How would you organise collective life without representatives? By drawing lots — a measure you supported in your 2005 book Hatred of Democracy?

We should distinguish between delegation and representation. In a democracy, logically enough some people will carry out certain activities on other people’s behalf. But the delegate plays her role only once, which is not true of representatives. Drawing lots was once the normal democratic way of designating delegates, based on the principle that everyone was equally capable. I proposed bringing it back in order to reverse the drive toward professionalisation. But that is no simple recipe, any more than non-renewable mandates are.

These tools are only of interest if they are in the hands of a vast popular movement. Democracy does not exist without these pressures emerging from outside the system, pressures that shake up the institutions of the state — like the "squares movements" did recently. Democracy presupposes that institutions autonomous of state structures and state agendas are able to make these egalitarian moments last.

The presidential campaign will at least have allowed the emergence of a novel theme like universal income. Whatever we substantially think about it, is this not itself good news?

This is progress as compared to Sarkozy, who wanted to put France back to work while getting rid of jobs. But the universal income depends on a questionable analysis, which declares the disappearance of manual labour and the generalised robotisation of industry. Grafted onto that is the idea of the class of immaterial labourers, which is meant to give this demand its revolutionary character.

Yet manual labour has not disappeared — it has been exported to places where it costs less and where workers are more subjugated. Universal income has thus become a sort of extension of the RMI and RSA [benefits for the unemployed and low-waged in France, but set at only a few hundred euros a month and with multiple conditions], designed to make up for the deindustrialisation taking place in our countries.

But that is not the emancipatory measure that some would claim. And its universalism is very limited. Imagine if such an income were guaranteed to the children in the Congolese mines extracting the materials necessary for immaterial labour, or the workers in the factories of Bangladesh! That would change the picture.

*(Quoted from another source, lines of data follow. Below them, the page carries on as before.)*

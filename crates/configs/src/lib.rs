use anyhow::anyhow;
use anyhow::Result;
use serde::Deserialize;

#[derive(Debug, Clone, Deserialize, Default)]
pub struct AppConfig {
    #[serde(default)]
    pub server: ServerConfig,
    #[serde(default)]
    pub store: StoreConfig,
    #[serde(default)]
    pub limits: LimitsConfig,
}

#[derive(Debug, Clone, Deserialize)]
pub struct ServerConfig {
    pub host: String,
    pub port: u16,
    #[serde(default)]
    pub worker_threads: Option<usize>,
}

impl Default for ServerConfig {
    fn default() -> Self {
        Self { host: "127.0.0.1".into(), port: 8080, worker_threads: Some(4) }
    }
}

/// Which `EntryStore` implementation the process runs against.
#[derive(Debug, Clone, Copy, PartialEq, Eq, Deserialize)]
#[serde(rename_all = "lowercase")]
pub enum StoreBackend {
    /// Remote Redis-compatible set reached over its REST API.
    Set,
    /// Single JSON document on local (possibly transient) storage.
    File,
}

impl std::str::FromStr for StoreBackend {
    type Err = anyhow::Error;

    fn from_str(s: &str) -> Result<Self> {
        match s.trim().to_ascii_lowercase().as_str() {
            "set" | "redis" | "kv" => Ok(Self::Set),
            "file" | "json" => Ok(Self::File),
            other => Err(anyhow!("unknown store backend `{other}` (expected `set` or `file`)")),
        }
    }
}

#[derive(Debug, Clone, Deserialize)]
pub struct StoreConfig {
    /// Explicit backend; when absent it is inferred from the REST credentials.
    #[serde(default)]
    pub backend: Option<StoreBackend>,
    #[serde(default = "default_file_path")]
    pub file_path: String,
    #[serde(default)]
    pub rest_url: String,
    #[serde(default)]
    pub rest_token: String,
    #[serde(default = "default_set_key")]
    pub set_key: String,
    #[serde(default = "default_request_timeout")]
    pub request_timeout_secs: u64,
    /// Reject `<script`/`javascript:` markers. Defaults to on for the file backend only.
    #[serde(default)]
    pub screen_content: Option<bool>,
}

impl Default for StoreConfig {
    fn default() -> Self {
        Self {
            backend: None,
            file_path: default_file_path(),
            rest_url: String::new(),
            rest_token: String::new(),
            set_key: default_set_key(),
            request_timeout_secs: default_request_timeout(),
            screen_content: None,
        }
    }
}

#[derive(Debug, Clone, Deserialize)]
pub struct LimitsConfig {
    #[serde(default = "default_rate_limit")]
    pub rate_limit_per_minute: u64,
    #[serde(default = "default_max_body_bytes")]
    pub max_body_bytes: usize,
    #[serde(default)]
    pub require_hex_site_id: bool,
    #[serde(default = "default_max_name_len")]
    pub max_name_len: usize,
    #[serde(default = "default_max_description_len")]
    pub max_description_len: usize,
    #[serde(default = "default_max_site_id_len")]
    pub max_site_id_len: usize,
}

impl Default for LimitsConfig {
    fn default() -> Self {
        Self {
            rate_limit_per_minute: default_rate_limit(),
            max_body_bytes: default_max_body_bytes(),
            require_hex_site_id: false,
            max_name_len: default_max_name_len(),
            max_description_len: default_max_description_len(),
            max_site_id_len: default_max_site_id_len(),
        }
    }
}

fn default_file_path() -> String {
    std::env::temp_dir().join("site_index").join("sites.json").to_string_lossy().into_owned()
}
fn default_set_key() -> String { "sites".into() }
fn default_request_timeout() -> u64 { 10 }
fn default_rate_limit() -> u64 { 100 }
fn default_max_body_bytes() -> usize { 64 * 1024 }
fn default_max_name_len() -> usize { 200 }
fn default_max_description_len() -> usize { 2000 }
fn default_max_site_id_len() -> usize { 128 }

pub fn load_default() -> Result<AppConfig> {
    let path = std::env::var("CONFIG_PATH").unwrap_or_else(|_| "config.toml".to_string());
    load_from_file(&path)
}

pub fn load_from_file(path: &str) -> Result<AppConfig> {
    let content = std::fs::read_to_string(path)?;
    load_from_str(&content)
}

pub fn load_from_str(content: &str) -> Result<AppConfig> {
    let cfg: AppConfig = toml::from_str(content)?;
    Ok(cfg)
}

impl AppConfig {
    /// Load `config.toml` (or `CONFIG_PATH`), fall back to defaults when it is
    /// absent, then overlay the process environment and validate.
    pub fn load_and_validate() -> Result<Self> {
        let mut cfg = match load_default() {
            Ok(cfg) => cfg,
            Err(e) if is_not_found(&e) => AppConfig::default(),
            Err(e) => return Err(e),
        };
        cfg.apply_env(|key| std::env::var(key).ok())?;
        cfg.normalize_and_validate()?;
        Ok(cfg)
    }

    /// Overlay environment variables; `lookup` is injected so tests stay off the real env.
    /// Every variable that is set wins over the file. Unparseable values are errors.
    pub fn apply_env<F>(&mut self, lookup: F) -> Result<()>
    where
        F: Fn(&str) -> Option<String>,
    {
        let first = |keys: &[&'static str]| {
            keys.iter()
                .find_map(|k| lookup(*k).filter(|v| !v.trim().is_empty()).map(|v| (*k, v)))
        };

        if let Some((_, host)) = first(&["SERVER_HOST"]) {
            self.server.host = host;
        }
        if let Some(var) = first(&["SERVER_PORT"]) {
            self.server.port = parse_var(var)?;
        }
        if let Some(var) = first(&["TOKIO_WORKER_THREADS"]) {
            self.server.worker_threads = Some(parse_var(var)?);
        }
        if let Some(var) = first(&["STORE_BACKEND"]) {
            self.store.backend = Some(parse_var(var)?);
        }
        if let Some((_, path)) = first(&["STORE_FILE_PATH"]) {
            self.store.file_path = path;
        }
        if let Some((_, url)) = first(&["KV_REST_API_URL", "UPSTASH_REDIS_REST_URL"]) {
            self.store.rest_url = url;
        }
        if let Some((_, token)) = first(&["KV_REST_API_TOKEN", "UPSTASH_REDIS_REST_TOKEN"]) {
            self.store.rest_token = token;
        }
        if let Some((_, key)) = first(&["STORE_SET_KEY"]) {
            self.store.set_key = key;
        }
        if let Some(var) = first(&["RATE_LIMIT_PER_MINUTE"]) {
            self.limits.rate_limit_per_minute = parse_var(var)?;
        }
        Ok(())
    }

    pub fn normalize_and_validate(&mut self) -> Result<()> {
        self.server.normalize()?;
        self.store.validate()?;
        self.limits.validate()?;
        Ok(())
    }
}

/// Parse one environment value, naming the variable on failure.
fn parse_var<T>((key, raw): (&str, String)) -> Result<T>
where
    T: std::str::FromStr,
    T::Err: std::fmt::Display,
{
    raw.trim()
        .parse::<T>()
        .map_err(|e| anyhow!("invalid value `{raw}` for {key}: {e}"))
}

fn is_not_found(e: &anyhow::Error) -> bool {
    e.downcast_ref::<std::io::Error>()
        .map(|io| io.kind() == std::io::ErrorKind::NotFound)
        .unwrap_or(false)
}

impl ServerConfig {
    fn normalize(&mut self) -> Result<()> {
        if self.host.trim().is_empty() {
            self.host = "127.0.0.1".to_string();
        }
        if self.port == 0 {
            return Err(anyhow!("server.port must be in 1..=65535"));
        }
        match self.worker_threads {
            Some(0) | None => self.worker_threads = Some(4),
            Some(_) => {}
        }
        Ok(())
    }
}

impl StoreConfig {
    /// Backend actually used: explicit choice, else `set` when REST credentials exist.
    pub fn resolved_backend(&self) -> StoreBackend {
        match self.backend {
            Some(b) => b,
            None if self.has_rest_credentials() => StoreBackend::Set,
            None => StoreBackend::File,
        }
    }

    pub fn has_rest_credentials(&self) -> bool {
        !self.rest_url.trim().is_empty() && !self.rest_token.trim().is_empty()
    }

    /// Content screening defaults to the file backend's behaviour.
    pub fn screen_content_enabled(&self) -> bool {
        self.screen_content
            .unwrap_or(self.resolved_backend() == StoreBackend::File)
    }

    pub fn validate(&self) -> Result<()> {
        match self.resolved_backend() {
            StoreBackend::Set => {
                if !self.has_rest_credentials() {
                    return Err(anyhow!(
                        "store.backend = \"set\" needs store.rest_url and store.rest_token (or KV_REST_API_URL / KV_REST_API_TOKEN)"
                    ));
                }
                let lower = self.rest_url.to_lowercase();
                if !(lower.starts_with("http://") || lower.starts_with("https://")) {
                    return Err(anyhow!("store.rest_url must start with http:// or https://"));
                }
                if self.set_key.trim().is_empty() {
                    return Err(anyhow!("store.set_key must not be empty"));
                }
                if self.request_timeout_secs == 0 {
                    return Err(anyhow!("store.request_timeout_secs must be a positive number of seconds"));
                }
            }
            StoreBackend::File => {
                if self.file_path.trim().is_empty() {
                    return Err(anyhow!("store.file_path must not be empty"));
                }
            }
        }
        Ok(())
    }
}

impl LimitsConfig {
    fn validate(&self) -> Result<()> {
        if self.max_body_bytes == 0 {
            return Err(anyhow!("limits.max_body_bytes must be >= 1"));
        }
        if self.max_name_len == 0 || self.max_description_len == 0 || self.max_site_id_len == 0 {
            return Err(anyhow!("limits field length caps must be >= 1"));
        }
        Ok(())
    }
}

#[cfg(test)]
mod tests {
    use super::*;
    use std::collections::HashMap;

    fn env(pairs: &[(&str, &str)]) -> HashMap<String, String> {
        pairs.iter().map(|(k, v)| (k.to_string(), v.to_string())).collect()
    }

    #[test]
    fn empty_toml_yields_file_backend_defaults() {
        let mut cfg = load_from_str("").unwrap();
        cfg.normalize_and_validate().unwrap();
        assert_eq!(cfg.server.port, 8080);
        assert_eq!(cfg.store.resolved_backend(), StoreBackend::File);
        assert!(cfg.store.screen_content_enabled());
        assert_eq!(cfg.limits.rate_limit_per_minute, 100);
        assert!(cfg.store.file_path.ends_with("sites.json"));
    }

    #[test]
    fn rest_credentials_from_env_select_set_backend() {
        let mut cfg = AppConfig::default();
        let vars = env(&[
            ("KV_REST_API_URL", "https://kv.example.com"),
            ("KV_REST_API_TOKEN", "secret"),
        ]);
        cfg.apply_env(|k| vars.get(k).cloned()).unwrap();
        cfg.normalize_and_validate().unwrap();
        assert_eq!(cfg.store.resolved_backend(), StoreBackend::Set);
        assert!(!cfg.store.screen_content_enabled());
        assert_eq!(cfg.store.rest_token, "secret");
    }

    #[test]
    fn upstash_variable_names_are_accepted() {
        let mut cfg = AppConfig::default();
        let vars = env(&[
            ("UPSTASH_REDIS_REST_URL", "https://u.example.com"),
            ("UPSTASH_REDIS_REST_TOKEN", "t"),
        ]);
        cfg.apply_env(|k| vars.get(k).cloned()).unwrap();
        assert_eq!(cfg.store.rest_url, "https://u.example.com");
        assert_eq!(cfg.store.resolved_backend(), StoreBackend::Set);
    }

    #[test]
    fn explicit_set_backend_without_credentials_fails() {
        let mut cfg = load_from_str("[store]\nbackend = \"set\"\n").unwrap();
        assert!(cfg.normalize_and_validate().is_err());
    }

    #[test]
    fn explicit_file_backend_wins_over_credentials() {
        let toml = r#"
            [store]
            backend = "file"
            rest_url = "https://kv.example.com"
            rest_token = "x"
            file_path = "/tmp/custom.json"
            screen_content = false
        "#;
        let mut cfg = load_from_str(toml).unwrap();
        cfg.normalize_and_validate().unwrap();
        assert_eq!(cfg.store.resolved_backend(), StoreBackend::File);
        assert_eq!(cfg.store.file_path, "/tmp/custom.json");
        assert!(!cfg.store.screen_content_enabled());
    }

    #[test]
    fn env_overrides_server_and_limits() {
        let mut cfg = AppConfig::default();
        let vars = env(&[
            ("SERVER_HOST", "0.0.0.0"),
            ("SERVER_PORT", "9999"),
            ("STORE_BACKEND", "file"),
            ("RATE_LIMIT_PER_MINUTE", "0"),
        ]);
        cfg.apply_env(|k| vars.get(k).cloned()).unwrap();
        cfg.normalize_and_validate().unwrap();
        assert_eq!(cfg.server.host, "0.0.0.0");
        assert_eq!(cfg.server.port, 9999);
        assert_eq!(cfg.limits.rate_limit_per_minute, 0);
    }

    #[test]
    fn env_credentials_replace_file_values() {
        let toml = r#"
            [store]
            rest_url = "https://old.example.com"
            rest_token = "old"
        "#;
        let mut cfg = load_from_str(toml).unwrap();
        let vars = env(&[
            ("KV_REST_API_URL", "https://new.example.com"),
            ("UPSTASH_REDIS_REST_TOKEN", "rotated"),
        ]);
        cfg.apply_env(|k| vars.get(k).cloned()).unwrap();
        cfg.normalize_and_validate().unwrap();
        assert_eq!(cfg.store.rest_url, "https://new.example.com");
        assert_eq!(cfg.store.rest_token, "rotated");
    }

    #[test]
    fn unset_env_keeps_file_credentials() {
        let mut cfg = load_from_str("[store]\nrest_url = \"https://kv.example.com\"\nrest_token = \"t\"\n").unwrap();
        cfg.apply_env(|_| None).unwrap();
        assert_eq!(cfg.store.rest_url, "https://kv.example.com");
        assert_eq!(cfg.store.rest_token, "t");
    }

    #[test]
    fn bad_backend_name_in_env_is_an_error() {
        let mut cfg = AppConfig::default();
        let vars = env(&[("STORE_BACKEND", "redsi")]);
        let err = cfg.apply_env(|k| vars.get(k).cloned()).unwrap_err().to_string();
        assert!(err.contains("STORE_BACKEND"), "{err}");
        assert!(err.contains("redsi"), "{err}");
        assert_eq!(cfg.store.backend, None);
    }

    #[test]
    fn bad_numbers_in_env_are_errors() {
        for (key, value) in [
            ("SERVER_PORT", "80800"),
            ("TOKIO_WORKER_THREADS", "many"),
            ("RATE_LIMIT_PER_MINUTE", "-5"),
        ] {
            let mut cfg = AppConfig::default();
            let vars = env(&[(key, value)]);
            let err = cfg.apply_env(|k| vars.get(k).cloned()).unwrap_err().to_string();
            assert!(err.contains(key) && err.contains(value), "{err}");
        }
    }

    #[test]
    fn non_http_rest_url_is_rejected() {
        let mut cfg = AppConfig::default();
        cfg.store.rest_url = "redis://localhost:6379".into();
        cfg.store.rest_token = "t".into();
        assert!(cfg.normalize_and_validate().is_err());
    }

    #[test]
    fn backend_names_parse() {
        assert_eq!("SET".parse::<StoreBackend>().unwrap(), StoreBackend::Set);
        assert_eq!("json".parse::<StoreBackend>().unwrap(), StoreBackend::File);
        assert!("sqlite".parse::<StoreBackend>().is_err());
    }
}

You vote only in exceptional cases. If Marine Le Pen were at 48% in the polls on the eve of the second round, mightn’t you slip your vote into the ballot box in order to defeat her — even if that meant voting for Macron or Fillon?

That is the kind of dilemma you can deal with in five minutes if the moment comes. Obviously if Le Pen wins, that won’t be nice. But we have to draw the proper conclusions from this. The solution is to fight against the system that produces the likes of Marine Le Pen, not to believe that you will save democracy by voting for the first-placed corrupt politician.

I still remember the slogan from 2002, "Vote for the crook, not the fascist" [in the second round pitting Jacques Chirac against Jean-Marie Le Pen].

Choosing the crook to avoid the fascist is to deserve both of them. And to prepare the way to having both.